The ASEAN Future Forum (AFF) 2026 officially opened in Hanoi on June 9, under the theme “Shaping Our Future Together: Peace, Prosperity and People-Centered.” The event was attended by senior regional leaders, including the Prime Ministers of Vietnam, Laos, Cambodia, Thailand, and Timor-Leste, alongside Vietnam’s Foreign Minister and the ASEAN Secretary-General. First introduced by Vietnam at the 43rd ASEAN Summit in 2023, the AFF was designed as a multi-stakeholder platform to complement existing ASEAN mechanisms and support long-term policy thinking for the ASEAN Community.


Vietnam’s Vision: Dialogue, Inclusion, and Regional Resilience

In his opening remarks, Foreign Minister Le Hoai Trung emphasized Vietnam’s commitment to creating an open, forward-looking space for dialogue among ASEAN members and international partners. The forum brings together policymakers, academics, businesses, and citizens to contribute ideas toward a stronger, more resilient ASEAN. Previous editions in 2024 and 2025 generated innovative yet practical proposals, many of which have been reflected in official ASEAN Summit documents. Vietnam hopes the forum will strengthen diplomacy and mutual understanding amid growing geopolitical tensions and strategic competition across the region.
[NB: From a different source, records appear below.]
impl MetadataStore {
    pub fn new(store: Arc<dyn DocumentStore>, model_uuid: Uuid) -> Self {
        Self { store, model_uuid }
    }

    pub fn model_uuid(&self) -> Uuid {
        self.model_uuid
    }

    fn model_filter(&self) -> Filter {
        Filter::new().eq("model_uuid", self.model_uuid.to_string())
    }

    async fn secret_doc(&self, uri: &SecretUri) -> Result<Option<SecretDoc>> {
        let Some(body) = self.store.get(SECRETS_COLLECTION, uri.id()).await? else {
            return Ok(None);
        };
        let doc: SecretDoc = serde_json::from_value(body)?;
        Ok((doc.model_uuid == self.model_uuid).then_some(doc))
    }

    /// Record a new secret and its revision 0.
    ///
    /// `content_ops` are committed in the same transaction.
    #[instrument(skip(self, params, options, checksum, content_ops), fields(uri = %uri), name = "db_create_secret")]
    pub async fn create_secret(
        &self,
        uri: &SecretUri,
        provider: ProviderKind,
        params: &CreateParams,
        options: SecretParams,
        checksum: String,
        content_ops: Vec<TxnOp>,
    ) -> Result<(SecretMetadata, SecretRevision)> {
        let owner_tag = params
            .owner_tag
            .clone()
            .ok_or_else(|| SecretsError::validation_field("secret owner is required", "owner_tag"))?;

        if self.store.get(TOMBSTONES_COLLECTION, uri.id()).await?.is_some() {
            return Err(SecretsError::already_exists("secret", uri.to_string()));
        }

        let now = Utc::now();
        let rotate_policy = params.rotate_policy.unwrap_or_default();
        let metadata = SecretMetadata {
            uri: uri.clone(),
            scope: params.scope.unwrap_or_else(|| SecretScope::for_owner(&owner_tag)),
            owner_tag,
            provider_label: provider,
            version: 1,
            label: params.label.clone().filter(|l| !l.is_empty()),
            description: params.description.clone().filter(|d| !d.is_empty()),
            rotate_policy,
            next_rotate_time: params.next_rotate_time.or_else(|| rotate_policy.next_rotate_time(now)),
            expire_time: params.expire_time,
            params: options,
            latest_revision: 0,
            create_time: now,
            update_time: now,
        };
        let revision = SecretRevision {
            uri: uri.clone(),
            revision: 0,
            address: uri.name(0),
            checksum,
            create_time: now,
        };

        let mut ops = vec![
            TxnOp::insert(
                SECRETS_COLLECTION,
                uri.id(),
                serde_json::to_value(SecretDoc { model_uuid: self.model_uuid, metadata: metadata.clone() })?,
            ),
            TxnOp::insert(
                REVISIONS_COLLECTION,
                revision.address.clone(),
                serde_json::to_value(RevisionDoc { model_uuid: self.model_uuid, revision: revision.clone() })?,
            ),
        ];
        ops.extend(content_ops);
        self.store.run_transaction(ops).await.map_err(secret_conflict(uri))?;

        debug!(owner = %metadata.owner_tag, "Created secret metadata");
        Ok((metadata, revision))
    }

    #[instrument(skip(self), fields(uri = %uri), name = "db_get_secret")]
    pub async fn get_secret(&self, uri: &SecretUri) -> Result<SecretMetadata> {
        self.secret_doc(uri)
            .await?
            .map(|doc| doc.metadata)
            .ok_or_else(|| SecretsError::not_found("secret", uri.to_string()))
    }

    /// Whether this model deleted `uri`.
    #[instrument(skip(self), fields(uri = %uri), name = "db_is_tombstoned")]
    pub async fn is_tombstoned(&self, uri: &SecretUri) -> Result<bool> {
        let Some(body) = self.store.get(TOMBSTONES_COLLECTION, uri.id()).await? else {
            return Ok(false);
        };
        let doc: TombstoneDoc = serde_json::from_value(body)?;
        Ok(doc.model_uuid == self.model_uuid)
    }

    /// Apply a partial update, optionally appending a revision.
    ///
    /// `options` is the already merged option map. Two updates racing to
    /// append the same revision number fail the second with `AlreadyExists`.
    #[instrument(skip(self, params, options, new_revision, content_ops), fields(uri = %uri), name = "db_update_secret")]
    pub async fn update_secret(
        &self,
        uri: &SecretUri,
        params: &UpdateParams,
        options: Option<SecretParams>,
        new_revision: Option<NewRevision>,
        content_ops: Vec<TxnOp>,
    ) -> Result<(SecretMetadata, Option<SecretRevision>)> {
        let mut metadata = self.get_secret(uri).await?;
        let now = Utc::now();

        if let Some(label) = &params.label {
            metadata.label = Some(label.clone()).filter(|l| !l.is_empty());
        }
        if let Some(description) = &params.description {
            metadata.description = Some(description.clone()).filter(|d| !d.is_empty());
        }
        if let Some(policy) = params.rotate_policy {
            if params.next_rotate_time.is_none() {
                if !policy.will_rotate() {
                    metadata.next_rotate_time = None;
                } else if policy != metadata.rotate_policy || metadata.next_rotate_time.is_none() {
                    metadata.next_rotate_time = policy.next_rotate_time(now);
                }
            }
            metadata.rotate_policy = policy;
        }
        if let Some(next) = params.next_rotate_time {
            metadata.next_rotate_time = next;
        }
        if !metadata.rotate_policy.will_rotate() && metadata.next_rotate_time.is_some() {
            return Err(SecretsError::validation_field(
                "next rotate time cannot be set when the rotate policy is never",
                "next_rotate_time",
            ));
        }
        if let Some(expire) = params.expire_time {
            metadata.expire_time = expire;
        }
        if let Some(options) = options {
            metadata.params = options;
        }

        let mut ops = Vec::with_capacity(2 + content_ops.len());
        let revision = match new_revision {
            Some(new) => {
                if new.revision != metadata.latest_revision + 1 {
                    return Err(SecretsError::already_exists("secret revision", uri.name(new.revision)));
                }
                let revision = SecretRevision {
                    uri: uri.clone(),
                    revision: new.revision,
                    address: uri.name(new.revision),
                    checksum: new.checksum,
                    create_time: now,
                };
                ops.push(TxnOp::insert(
                    REVISIONS_COLLECTION,
                    revision.address.clone(),
                    serde_json::to_value(RevisionDoc { model_uuid: self.model_uuid, revision: revision.clone() })?,
                ));
                metadata.latest_revision = new.revision;
                Some(revision)
            }
            None => None,
        };

        metadata.version += 1;
        metadata.update_time = now;
        ops.insert(
            0,
            TxnOp::update(
                SECRETS_COLLECTION,
                uri.id(),
                serde_json::to_value(SecretDoc { model_uuid: self.model_uuid, metadata: metadata.clone() })?,
            ),
        );
        ops.extend(content_ops);

        self.store.run_transaction(ops).await.map_err(|e| match e {
            StorageError::AlreadyExists { id, .. } => SecretsError::already_exists("secret revision", id),
            StorageError::NotFound { .. } => SecretsError::not_found("secret", uri.to_string()),
            other => other.into(),
        })?;

        debug!(version = metadata.version, latest_revision = metadata.latest_revision, "Updated secret metadata");
        Ok((metadata, revision))
    }

    /// Secrets of this model ordered by URI. Every call re-queries the store.
    #[instrument(skip(self), name = "db_list_secrets")]
    pub async fn list_secrets(&self, filter: &SecretFilter) -> Result<Vec<SecretMetadata>> {
        let mut query = self.model_filter();
        if let Some(owner) = &filter.owner_tag {
            query = query.eq("owner_tag", owner.to_string());
        }
        self.store
            .find(SECRETS_COLLECTION, &query)
            .await?
            .into_iter()
            .map(|doc| Ok(serde_json::from_value::<SecretDoc>(doc.body)?.metadata))
            .collect()
    }

    /// Remove a secret's metadata, revisions and grants, leaving a tombstone.
    ///
    /// Returns the removed revisions. A missing secret removes nothing.
    /// `extra_ops` are committed in the same transaction.
    #[instrument(skip(self, extra_ops), fields(uri = %uri), name = "db_delete_secret")]
    pub async fn delete_secret(&self, uri: &SecretUri, extra_ops: Vec<TxnOp>) -> Result<Vec<SecretRevision>> {
        if self.secret_doc(uri).await?.is_none() {
            debug!("Secret already deleted");
            return Ok(Vec::new());
        }

        let revisions = self.list_revisions(uri).await?;
        let grants = self
            .store
            .find(PERMISSIONS_COLLECTION, &self.model_filter().eq("uri", uri.to_string()))
            .await?;

        let mut ops = vec![TxnOp::delete(SECRETS_COLLECTION, uri.id())];
        ops.extend(revisions.iter().map(|r| TxnOp::delete(REVISIONS_COLLECTION, r.address.clone())));
        ops.extend(grants.into_iter().map(|g| TxnOp::delete(PERMISSIONS_COLLECTION, g.id)));
        ops.push(TxnOp::upsert(
            TOMBSTONES_COLLECTION,
            uri.id(),
            serde_json::to_value(TombstoneDoc {
                model_uuid: self.model_uuid,
                uri: uri.clone(),
                delete_time: Utc::now(),
            })?,
        ));
        ops.extend(extra_ops);
        self.store.run_transaction(ops).await?;

        debug!(revisions = revisions.len(), "Deleted secret metadata");
        Ok(revisions)
    }

    /// Revisions of `uri` in ascending order.
    #[instrument(skip(self), fields(uri = %uri), name = "db_list_revisions")]
    pub async fn list_revisions(&self, uri: &SecretUri) -> Result<Vec<SecretRevision>> {
        let docs = self
            .store
            .find(REVISIONS_COLLECTION, &self.model_filter().eq("uri", uri.to_string()))
            .await?;
        let mut revisions = docs
            .into_iter()
            .map(|doc| Ok(serde_json::from_value::<RevisionDoc>(doc.body)?.revision))
            .collect::<Result<Vec<_>>>()?;
        revisions.sort_by_key(|r| r.revision);
        Ok(revisions)
    }

    #[instrument(skip(self), fields(uri = %uri), name = "db_get_revision")]
    pub async fn get_revision(&self, uri: &SecretUri, revision: u32) -> Result<SecretRevision> {
        let not_found = || SecretsError::not_found("secret revision", format!("{}/{}", uri, revision));
        let body = self
            .store
            .get(REVISIONS_COLLECTION, &uri.name(revision))
            .await?
            .ok_or_else(not_found)?;
        let doc: RevisionDoc = serde_json::from_value(body)?;
        if doc.model_uuid != self.model_uuid {
            return Err(not_found());
        }
        Ok(doc.revision)
    }

    /// Let `subject` read every revision of `uri`.
    #[instrument(skip(self), fields(uri = %uri, subject = %subject), name = "db_grant_access")]
    pub async fn grant_access(&self, uri: &SecretUri, subject: &EntityTag) -> Result<()> {
        self.get_secret(uri).await?;
        let doc = PermissionDoc { model_uuid: self.model_uuid, uri: uri.clone(), subject: subject.clone() };
        self.store
            .run_transaction(vec![TxnOp::upsert(
                PERMISSIONS_COLLECTION,
                permission_id(uri, subject),
                serde_json::to_value(doc)?,
            )])
            .await?;
        Ok(())
    }

    /// Remove a grant. Revoking a missing grant is not an error.
    #[instrument(skip(self), fields(uri = %uri, subject = %subject), name = "db_revoke_access")]
    pub async fn revoke_access(&self, uri: &SecretUri, subject: &EntityTag) -> Result<()> {
        self.store
            .run_transaction(vec![TxnOp::delete(PERMISSIONS_COLLECTION, permission_id(uri, subject))])
            .await?;
        Ok(())
    }

    /// Subjects granted read access to `uri`.
    pub async fn list_grants(&self, uri: &SecretUri) -> Result<Vec<EntityTag>> {
        self.store
            .find(PERMISSIONS_COLLECTION, &self.model_filter().eq("uri", uri.to_string()))
            .await?
            .into_iter()
            .map(|doc| Ok(serde_json::from_value::<PermissionDoc>(doc.body)?.subject))
            .collect()
    }

    /// Every revision of every secret `subject` may read.
    ///
    /// A unit also sees grants made to its application.
    #[instrument(skip(self), fields(subject = %subject), name = "db_consumed_by")]
    pub async fn consumed_by(&self, subject: &EntityTag) -> Result<SecretRevisions> {
        let mut subjects = vec![subject.clone()];
        if subject.kind() == TagKind::Unit {
            if let Some(app) = subject.application_name() {
                subjects.push(EntityTag::application(app)?);
            }
        }

        let mut consumed = SecretRevisions::new();
        for s in &subjects {
            let grants = self
                .store
                .find(PERMISSIONS_COLLECTION, &self.model_filter().eq("subject", s.to_string()))
                .await?;
            for grant in grants {
                let grant: PermissionDoc = serde_json::from_value(grant.body)?;
                let revisions = self.list_revisions(&grant.uri).await?;
                consumed.add(grant.uri, revisions.into_iter().map(|r| r.revision));
            }
        }
        Ok(consumed)
    }

    /// Every revision of every secret owned by `owner`.
    #[instrument(skip(self), fields(owner = %owner), name = "db_owned_by")]
    pub async fn owned_by(&self, owner: &EntityTag) -> Result<SecretRevisions> {
        let mut owned = SecretRevisions::new();
        for metadata in self.list_secrets(&SecretFilter::owned_by(owner.clone())).await? {
            let revisions = self.list_revisions(&metadata.uri).await?;
            owned.add(metadata.uri, revisions.into_iter().map(|r| r.revision));
        }
        Ok(owned)
    }
}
AFF 2026: Expanding Scope and Shaping the Future Agenda

AFF 2026 features a broader and more inclusive format than previous editions, with discussions covering critical issues such as unity, strategic autonomy, conflict prevention, energy security, artificial intelligence, and financial technology. For the first time, the forum will host meetings involving political parties, local authorities, and business and academic representatives from across Southeast Asia. These expanded dialogues are expected to generate fresh perspectives and actionable solutions to support the ASEAN Community Vision 2045, helping the bloc adapt effectively to both emerging regional challenges and shifting global dynamics.